Many companies will resist new EU regulations making them legally accountable for their environmental and human rights impacts overseas, but others may actually welcome them.
Consumers in affluent countries have become accustomed to wondering whether the products they buy are linked to human rights and environmental abuses in distant sites of production. Forced labour and modern slavery can be found in the supply chains of many products, from seafood to solar panels. Footwear and furniture production may be linked both to the destruction of rainforests and the air pollution that chokes many production sites around the world. Especially when suppliers are in countries where legal enforcement is weak and advocacy groups face repression, severe problems can easily remain unaddressed.
Since the 1990s, well-known retailers and brands have introduced voluntary standards for global production in order to assure consumers and investors that their products have been produced responsibly. However, many problems persist despite the existence of voluntary standards. Until recently, there have been few effective mechanisms at the national or international level to hold companies legally accountable for adverse impacts caused by their subsidiaries and suppliers.
From voluntary to mandatory corporate accountability
Over the past decade, a new wave of regulations have sought to change that by making companies legally responsible for the adverse impacts of their business activities overseas. These regulations make it possible to hold companies in one jurisdiction responsible for the harm caused by their subsidiaries and suppliers abroad.
In many cases, these regulations build on the idea that companies should exercise “due diligence” in monitoring and managing risks of human rights and environmental abuses in their global operations and supply chains. Human rights due diligence first gained ground in the United Nations Guiding Principles on Business and Human Rights and has expanded to include environmental issues, i.e. human rights and environmental due diligence (HREDD). HREDD has recently become the backbone of a wave of new policies in Europe.
France adopted the first comprehensive HREDD regulation, the Duty of Vigilance law, in 2017. Germany followed with its own Supply Chain due diligence law in 2021, and Norway took a similar approach in its Transparency Act of 2021. These paved the way toward the European Union’s proposed directive on Corporate Sustainability Due Diligence (CSDD), which is now entering the final stages of negotiation in the European Parliament.
The CSDD requires large companies selling a wide variety of products to exercise due diligence over an array of human rights and environmental harms. The CSDD was initially proposed by the European Commissioner for Justice, Didier Reynders, in April 2020 as part of the Sustainable Corporate Governance Initiative. At this time, there was strong pressure from leftist and green groups in the EU parliament to move forward with the directive. However, due to strong business opposition, the EC did not present its proposal until March 2022, with some contested aspects excluded from the proposal.
Corporate responses to regulation
The EU’s new regulations have been widely hailed as ground-breaking attempts to enhance corporate accountability across borders and move beyond the limitations of voluntary initiatives.
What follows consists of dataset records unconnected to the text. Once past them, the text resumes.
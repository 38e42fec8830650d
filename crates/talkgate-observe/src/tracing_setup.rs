//! Tracing subscriber initialization with structured logging and optional
//! OpenTelemetry trace export.
//!
//! # Usage
//!
//! ```no_run
//! // Structured logging, `RUST_LOG` overrides the fallback filter
//! talkgate_observe::tracing_setup::init_tracing("info", false, false).unwrap();
//!
//! // JSON lines plus OpenTelemetry export to stdout
//! talkgate_observe::tracing_setup::init_tracing("info", true, true).unwrap();
//! ```

use opentelemetry::trace::TracerProvider as _;
use opentelemetry_sdk::trace::SdkTracerProvider;
use tracing_subscriber::{EnvFilter, Layer};
use tracing_subscriber::fmt::format::FmtSpan;
use tracing_subscriber::layer::SubscriberExt;
use tracing_subscriber::util::SubscriberInitExt;

use std::sync::OnceLock;

/// Stores the OTel tracer provider so it can be shut down cleanly on exit.
static TRACER_PROVIDER: OnceLock<SdkTracerProvider> = OnceLock::new();

/// Build the level filter: `RUST_LOG` when set and valid, else `fallback`.
pub fn build_filter(fallback: &str) -> EnvFilter {
    EnvFilter::try_from_default_env().unwrap_or_else(|_| EnvFilter::new(fallback))
}

/// Initialize the global tracing subscriber.
///
/// - Always installs a `fmt` layer with span close timing, as JSON lines when
///   `json` is set.
/// - When `enable_otel` is true, additionally bridges tracing spans to
///   OpenTelemetry using a stdout exporter.
///
/// # Errors
///
/// Returns an error if the global subscriber has already been set.
pub fn init_tracing(
    fallback_filter: &str,
    json: bool,
    enable_otel: bool,
) -> Result<(), Box<dyn std::error::Error>> {
    let env_filter = build_filter(fallback_filter);

    let fmt_layer = if json {
        tracing_subscriber::fmt::layer()
            .json()
            .with_target(true)
            .with_span_events(FmtSpan::CLOSE)
            .boxed()
    } else {
        tracing_subscriber::fmt::layer()
            .with_target(false)
            .with_span_events(FmtSpan::CLOSE)
            .boxed()
    };

    if enable_otel {
        let provider = SdkTracerProvider::builder()
            .with_simple_exporter(opentelemetry_stdout::SpanExporter::default())
            .build();
        let tracer = provider.tracer("talkgate");
        let otel_layer = tracing_opentelemetry::layer().with_tracer(tracer);

        let _ = TRACER_PROVIDER.set(provider.clone());
        opentelemetry::global::set_tracer_provider(provider);

        tracing_subscriber::registry()
            .with(env_filter)
            .with(fmt_layer)
            .with(otel_layer)
            .try_init()?;
    } else {
        tracing_subscriber::registry()
            .with(env_filter)
            .with(fmt_layer)
            .try_init()?;
    }

    Ok(())
}

/// Flush pending traces and shut down the OpenTelemetry tracer provider.
///
/// A no-op when OTel was not enabled.
pub fn shutdown_tracing() {
    if let Some(provider) = TRACER_PROVIDER.get() {
        if let Err(e) = provider.shutdown() {
            eprintln!("Warning: OTel tracer provider shutdown error: {e}");
        }
    }
}

#[cfg(test)]
mod tests {
    use super::*;

    #[test]
    fn test_build_filter_accepts_directives() {
        let filter = build_filter("warn,talkgate=debug");
        // RUST_LOG may be set by the harness; only assert construction.
        assert!(!filter.to_string().is_empty());
    }

    #[test]
    fn test_shutdown_without_otel_is_noop() {
        shutdown_tracing();
    }
}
But the question remains, how will companies respond to this new wave of regulation?
On one hand, companies are profit-maximizing organizations that seek to preserve their autonomy while expanding their markets. Researchers have long shown that when firms perceive their core business activities to be threatened, they have ample resources to engage in lobbying activities or otherwise bend the regulatory process in their favour. This already occurred with regards to HREDD regulations at the EU-level and in France, Germany, and perhaps most notably, in Switzerland—where mandatory controls were ultimately defeated.
It is also possible that companies that are already living with stricter standards may decide that this new wave of regulation provides an opportunity to lower expectations. After all, much of the business community in France fought against the Duty of Vigilance law when it was originally proposed, so the EU directive may provide a second chance to reduce their obligations. Even companies that have become recognized leaders in voluntary corporate responsibility may push for the new wave of regulation to be as flexible as possible, even if this means reducing it to a largely symbolic set of obligations.
Yet, researchers have also shown that in some circumstances, multinational firms will accept or even prefer a strengthening of regulatory controls. This is particularly likely if a proposed regulation would “level the playing field” and force competitors in less regulated countries to adapt to stricter standards.
In this respect, we would expect to see companies from countries that already have national-level HREDD regulations in place (such as France and Germany) to be willing to expand those regulations throughout the EU—at least to a greater extent than companies from countries that do not already have HREDD regulations (such as Sweden and Italy). In addition, regardless of where they are headquartered, companies that have already invested in high-quality voluntary standards might be in favour of mandatory regulations that raise costs for their less responsible competitors.
It has taken decades of work by reformers to get to a point where mandatory regulation of global corporate accountability is a real possibility. But the next chapter of the story remains to be written. To what extent will different groups of companies accept, promote, resist, or further water down this new wave of regulation? Rather than taking the CSDD directive as an accomplishment or picking apart its text, it is crucial to look at how companies of different sorts have strategized around it—and how these strategies continue to evolve. Only then we will we gain a clear understanding of whether the EU’s new wave of regulations will decidedly shift the logic of corporate accountability in global supply chains.